Proroga esenzione IMU anno 2026 sisma Marche e Umbria
La legge di bilancio 2026, all’art. 1 comma 595 prevede la proroga dell’esenzione IMU anno 2026 sisma Marche e Umbria annualità 2022 e 2023. In particolare:
595. Le esenzioni di cui al comma 560-bis dell'articolo 1 della legge 30 dicembre 2023, n. 213, si applicano anche per l'anno 2026 nel limite complessivo di 300.000 euro. Entro il 30 aprile 2026, con decreto del Ministro dell'interno, di concerto con il Ministro dell'economia e delle finanze, sentita la Conferenza Stato-città ed autonomie locali, sono stabiliti i criteri per il ristoro del minore gettito connesso all'esenzione di cui al presente comma, da ripartire tra i territori della regione Umbria e della regione Marche.
Come rileva la relazione del provvedimento, il comma stabilisce che si applichino anche per l’anno 2026 le esenzioni previste dal comma 560-bis all’articolo 1 della legge n. 213 del 2023. Tale comma riconosce per l’anno 2025, ovvero fino alla definitiva ricostruzione o agibilità dei fabbricati stessi nel caso in cui la ricostruzione o l’agibilità intervengano prima del 31 dicembre 2025, l’esenzione dall’applicazione dell’IMU.
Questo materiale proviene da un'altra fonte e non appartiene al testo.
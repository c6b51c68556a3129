//! Donor wall tiers.
//!
//! A tier is derived from the donated amount and never set by clients.

use serde::{Deserialize, Serialize};

use crate::error::CoreError;

/// Minimum amount (INR, inclusive) for each tier above Supporter.
pub const PLATINUM_THRESHOLD: f64 = 100_000.0;
pub const GOLD_THRESHOLD: f64 = 50_000.0;
pub const SILVER_THRESHOLD: f64 = 25_000.0;
pub const BRONZE_THRESHOLD: f64 = 10_000.0;

#[derive(Debug, Clone, Copy, PartialEq, Eq, PartialOrd, Ord, Hash, Serialize, Deserialize)]
#[serde(rename_all = "lowercase")]
pub enum DonorTier {
    Platinum,
    Gold,
    Silver,
    Bronze,
    Supporter,
}

/// Tiers in public display order, highest first.
pub const TIER_ORDER: [DonorTier; 5] = [
    DonorTier::Platinum,
    DonorTier::Gold,
    DonorTier::Silver,
    DonorTier::Bronze,
    DonorTier::Supporter,
];

const VALID_TIER_STRINGS: &[&str] = &["platinum", "gold", "silver", "bronze", "supporter"];

impl DonorTier {
    /// Assign a tier from a donated amount. Thresholds are inclusive.
    pub fn from_amount(amount: f64) -> Self {
        if amount >= PLATINUM_THRESHOLD {
            Self::Platinum
        } else if amount >= GOLD_THRESHOLD {
            Self::Gold
        } else if amount >= SILVER_THRESHOLD {
            Self::Silver
        } else if amount >= BRONZE_THRESHOLD {
            Self::Bronze
        } else {
            Self::Supporter
        }
    }

    pub fn as_str(&self) -> &'static str {
        match self {
            Self::Platinum => "platinum",
            Self::Gold => "gold",
            Self::Silver => "silver",
            Self::Bronze => "bronze",
            Self::Supporter => "supporter",
        }
    }

    /// Human-readable label shown on the wall.
    pub fn label(&self) -> &'static str {
        match self {
            Self::Platinum => "Platinum",
            Self::Gold => "Gold",
            Self::Silver => "Silver",
            Self::Bronze => "Bronze",
            Self::Supporter => "Supporter",
        }
    }

    /// Parse a tier from its stored string form.
    pub fn from_str(s: &str) -> Result<Self, CoreError> {
        match s {
            "platinum" => Ok(Self::Platinum),
            "gold" => Ok(Self::Gold),
            "silver" => Ok(Self::Silver),
            "bronze" => Ok(Self::Bronze),
            "supporter" => Ok(Self::Supporter),
            _ => Err(CoreError::Validation(format!(
                "Invalid donor tier '{s}'. Must be one of: {}",
                VALID_TIER_STRINGS.join(", ")
            ))),
        }
    }
}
Tale agevolazione è rivolta ai fabbricati ad uso abitativo, ubicati nelle regioni Umbria e Marche, interessati dagli eventi sismici che hanno colpito il territorio della regione Marche il 9 novembre 2022 e il territorio della regione Umbria il 9 marzo 2023, per i quali è stato dichiarato lo stato di emergenza di rilievo nazionale. Il beneficio si applica a condizione che tali fabbricati siano distrutti od oggetto di ordinanze sindacali di sgombero, in quanto totalmente o parzialmente inagibili.
La disposizione demanda ad un decreto del Ministro dell’interno, di concerto con il Ministro dell’economia e delle finanze, sentita la Conferenza Stato-città ed autonomie locali, la definizione dei criteri per il ristoro. Si prevede che il decreto debba essere emanato entro il 30 aprile 2026.